While Amazon — like Alibaba and other Chinese retailers — is taking the staff out off shops, Tencent has been quietly doing something even more radical: taking customers (and their cash) out of app stores.
The Chinese tech conglomerate, with activities spanning gaming, payments and movies, launched its so-called mini-programmes a year ago. Essentially apps within apps, these let users hop from, say, shopping to hailing a taxi without switching apps. More importantly, without leaving Tencent's WeChat platform.
Fast forward a year, and WeChat's walled garden of apps has bloomed: from 100 at kick-off last January to 580,000. That gives WeChat's near-1bn monthly active users ample reason to bypass the app stores run by Google and Apple, which clips some 30 per cent of the revenue at the gate.
That changes the landscape in China, but it changes Tencent too: from a killer app factory to an operating system. It's a switch that Matthew Brennan, a long-time watcher of the company, clocked before, but which, he says, became clear at this month's WeChat confab.
What does it mean?

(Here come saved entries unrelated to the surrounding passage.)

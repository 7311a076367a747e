//! The proof verifier itself.
//!
//! Checking a proof is a kind of interpretation: there is a stack of known
//! results, and each step is an operation which pushes a hypothesis or pops
//! the hypotheses of a previously recorded assertion, checks them against a
//! substitution, and pushes the substituted conclusion.  A correct proof
//! leaves exactly one statement on the stack, equal to the conclusion of the
//! `$p` statement under verification.
//!
//! Two proof encodings share the step evaluator.  A normal proof is a flat
//! list of labels.  A compressed proof packs its labels into a leading
//! `( ... )` roster and encodes step references as base-5/base-20 character
//! runs, with a `Z` marker to save the current stack top for later reuse;
//! [`decode_proof_chars`] turns the character stream into step references as
//! a pure function, decoupled from execution, which is the natural place to
//! test the scheme.
//!
//! Substitution is literal token replacement with no capture avoidance;
//! that is the Metamath inference rule, not a shortcut.

use crate::diag::Diagnostic;
use crate::scopeck::FrameStack;
use crate::statement::{as_str, format_statement, Assertion, LabelEntry, Statement, Token, TokenPtr};
use crate::util::HashMap;

type Result<T> = std::result::Result<T, Diagnostic>;

// Proofs are very fragile and there are very few situations where errors are
// recoverable, so we bail out using Result on any error.
macro_rules! try_assert {
    ( $cond:expr , $($arg:tt)+ ) => {
        if !$cond {
            return Err($($arg)+);
        }
    }
}

/// One decoded step of a compressed proof body.
#[derive(Copy, Clone, Debug, PartialEq, Eq)]
pub enum CompressedStep {
    /// Reference to entry `k` of the label roster plus saved-step list.
    Ref(usize),
    /// Save the current stack top for later reuse (the `Z` marker).
    Save,
}

/// Decodes the character stream of a compressed proof body.
///
/// `U`-`Y` accumulate a high-order base-5 prefix, `A`-`T` complete a number
/// in base 20, and `Z` marks a save point.  The caller concatenates the body
/// tokens; whitespace between them carries no meaning.
pub fn decode_proof_chars(chars: impl Iterator<Item = u8>) -> Result<Vec<CompressedStep>> {
    let mut steps = Vec::new();
    let mut cur = 0usize;
    for ch in chars {
        match ch {
            b'U'..=b'Y' => {
                cur = 5 * cur + usize::from(ch - b'T');
                // an absurdly long run of prefix characters would overflow
                try_assert!(cur < usize::MAX / 20, Diagnostic::ProofStepOutOfRange(cur));
            }
            b'A'..=b'T' => {
                steps.push(CompressedStep::Ref(20 * cur + usize::from(ch - b'A')));
                cur = 0;
            }
            b'Z' => steps.push(CompressedStep::Save),
            b'?' => return Err(Diagnostic::ProofIncomplete),
            _ => return Err(Diagnostic::ProofBadCharacter(ch)),
        }
    }
    try_assert!(cur == 0, Diagnostic::ProofTruncatedNumber);
    Ok(steps)
}

/// Applies a substitution to a statement by literal token replacement.
///
/// Tokens in the substitution's domain are replaced by their image; all
/// other tokens are copied through.  The result is a fresh statement.
#[must_use]
pub fn apply_subst(stmt: &[Token], subst: &HashMap<Token, Statement>) -> Statement {
    let mut result = Vec::with_capacity(stmt.len());
    for tok in stmt {
        match subst.get(tok) {
            Some(replacement) => result.extend(replacement.iter().cloned()),
            None => result.push(tok.clone()),
        }
    }
    result
}

/// Working state for checking one proof.
struct ProofChecker<'a> {
    /// All statements recorded so far, by label.
    labels: &'a HashMap<Token, LabelEntry>,
    /// The scopes active at the `$p` statement, for disjointness and
    /// hypothesis-label queries.
    scopes: &'a FrameStack,
    /// The stack of partially constructed statements.
    stack: Vec<Statement>,
}

/// Checks that `proof` witnesses `assertion`, which must have been built in
/// the currently active scope.  `label` names the `$p` statement and is used
/// only in diagnostics.
pub(crate) fn verify_proof(
    labels: &HashMap<Token, LabelEntry>,
    scopes: &FrameStack,
    label: TokenPtr<'_>,
    assertion: &Assertion,
    proof: &[Token],
) -> Result<()> {
    log::debug!("verifying proof of {}", as_str(label));
    let mut checker = ProofChecker {
        labels,
        scopes,
        stack: Vec::new(),
    };
    if proof.first().is_some_and(|tok| &**tok == b"(") {
        checker.treat_compressed_proof(assertion, proof)?;
    } else {
        checker.treat_normal_proof(proof)?;
    }
    checker.finalize(assertion)
}

impl ProofChecker<'_> {
    /// Evaluates a normal proof: a flat sequence of labels.
    fn treat_normal_proof(&mut self, proof: &[Token]) -> Result<()> {
        let labels = self.labels;
        let active = self.scopes.active_hypothesis_labels();
        for label in proof {
            try_assert!(&**label != b"?", Diagnostic::ProofIncomplete);
            let entry = labels
                .get(label)
                .ok_or_else(|| Diagnostic::UnknownLabel(label.clone()))?;
            if entry.is_hypothesis() {
                try_assert!(
                    active.contains(label),
                    Diagnostic::InactiveHypothesis(label.clone())
                );
            }
            self.treat_step(label, entry)?;
        }
        Ok(())
    }

    /// Evaluates a compressed proof: a `( ... )` label roster followed by
    /// character-coded step references.
    fn treat_compressed_proof(&mut self, assertion: &Assertion, proof: &[Token]) -> Result<()> {
        let labels = self.labels;
        let close = proof
            .iter()
            .position(|tok| &**tok == b")")
            .ok_or(Diagnostic::ProofUnterminatedRoster)?;

        // The implicit prefix of the roster: the labels of the mandatory
        // hypotheses, floating then essential, in declaration order.
        let mut plabels: Vec<Token> = Vec::new();
        for fhyp in &*assertion.floating {
            let label = self
                .scopes
                .lookup_floating(&fhyp.var)
                .ok_or_else(|| Diagnostic::UnknownLabel(fhyp.var.clone()))?;
            plabels.push(label.clone());
        }
        for ehyp in &*assertion.essential {
            plabels.push(self.scopes.lookup_essential(ehyp)?.clone());
        }
        plabels.extend(proof[1..close].iter().cloned());
        let label_end = plabels.len();
        log::trace!("compressed proof roster has {label_end} labels");

        let body = proof[close + 1..].iter().flat_map(|tok| tok.iter().copied());
        let steps = decode_proof_chars(body)?;

        let mut saved: Vec<Statement> = Vec::new();
        for step in steps {
            match step {
                CompressedStep::Save => {
                    let top = self.stack.last().ok_or(Diagnostic::ProofInvalidSave)?;
                    log::trace!("saving step {}", format_statement(top));
                    saved.push(top.clone());
                }
                CompressedStep::Ref(k) if k < label_end => {
                    let label = &plabels[k];
                    let entry = labels
                        .get(label)
                        .ok_or_else(|| Diagnostic::UnknownLabel(label.clone()))?;
                    self.treat_step(label, entry)?;
                }
                CompressedStep::Ref(k) if k < label_end + saved.len() => {
                    // An already proved step is reused as a rule with no
                    // hypotheses and no disjointness conditions, which
                    // amounts to pushing it back verbatim.
                    let stmt = saved[k - label_end].clone();
                    log::trace!("reusing step {}", format_statement(&stmt));
                    self.stack.push(stmt);
                }
                CompressedStep::Ref(k) => return Err(Diagnostic::ProofStepOutOfRange(k)),
            }
        }
        Ok(())
    }

    /// Evaluates one proof step.  Hypotheses are pushed; assertions consume
    /// their mandatory hypotheses from the stack and push their substituted
    /// conclusion.
    fn treat_step(&mut self, label: &Token, entry: &LabelEntry) -> Result<()> {
        log::trace!("proof step {}", as_str(label));
        match entry {
            LabelEntry::Floating(stmt) | LabelEntry::Essential(stmt) => {
                self.stack.push(stmt.clone());
                Ok(())
            }
            LabelEntry::Axiom(assertion) | LabelEntry::Provable(assertion) => {
                self.apply_assertion(label, assertion)
            }
        }
    }

    fn apply_assertion(&mut self, label: &Token, assertion: &Assertion) -> Result<()> {
        let needed = assertion.hyp_count();
        try_assert!(
            self.stack.len() >= needed,
            Diagnostic::ProofUnderflow(label.clone())
        );
        let mut sp = self.stack.len() - needed;

        let mut subst: HashMap<Token, Statement> = HashMap::default();
        for fhyp in &*assertion.floating {
            let entry = &self.stack[sp];
            try_assert!(
                entry.first() == Some(&fhyp.typecode),
                Diagnostic::StepFloatWrongType(
                    entry.clone(),
                    fhyp.typecode.clone(),
                    fhyp.var.clone()
                )
            );
            subst.insert(fhyp.var.clone(), entry[1..].to_vec());
            sp += 1;
        }

        for ehyp in &*assertion.essential {
            let want = apply_subst(ehyp, &subst);
            let entry = &self.stack[sp];
            try_assert!(
                *entry == want,
                Diagnostic::StepEssenWrong(entry.clone(), want)
            );
            sp += 1;
        }

        for pair in &*assertion.disjoint {
            // mandatory disjoint variables are always in the substitution's
            // domain; they are typed by the assertion's floating hypotheses
            let image_x = &subst[&pair.first];
            let image_y = &subst[&pair.second];
            for x in image_x.iter().filter(|tok| self.scopes.lookup_variable(tok)) {
                for y in image_y.iter().filter(|tok| self.scopes.lookup_variable(tok)) {
                    try_assert!(
                        x != y,
                        Diagnostic::ProofDvViolation(x.clone(), y.clone())
                    );
                    try_assert!(
                        self.scopes.lookup_disjoint(x, y),
                        Diagnostic::ProofDvViolation(x.clone(), y.clone())
                    );
                }
            }
        }

        let base = self.stack.len() - needed;
        self.stack.truncate(base);
        self.stack.push(apply_subst(&assertion.conclusion, &subst));
        Ok(())
    }

    /// After the last step the stack must hold exactly the conclusion.
    fn finalize(&self, assertion: &Assertion) -> Result<()> {
        try_assert!(self.stack.len() <= 1, Diagnostic::ProofExcessEnd);
        let top = self.stack.last().ok_or(Diagnostic::ProofNoSteps)?;
        try_assert!(
            *top == assertion.conclusion,
            Diagnostic::ProofWrongConclusion(top.clone(), assertion.conclusion.clone())
        );
        Ok(())
    }
}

It means that in China there is even less reason to be loyal to a brand of phone — they are WeChat users, not Android or Apple — and even more reason to spend more time on WeChat and more money via WeChat Pay, both on and offline.
What it does not mean is the death of official accounts, the business accounts of brands and governments. Mini apps boast 170m daily users, or 17 per cent of WeChat's total users. The half a million or so mini apps are likewise a fraction of the 20m-plus official accounts (of which 3.5m are active).
"It's a good start," says Mr Brennan. "The road map has a long way to go. There are many things they are going to roll out this year."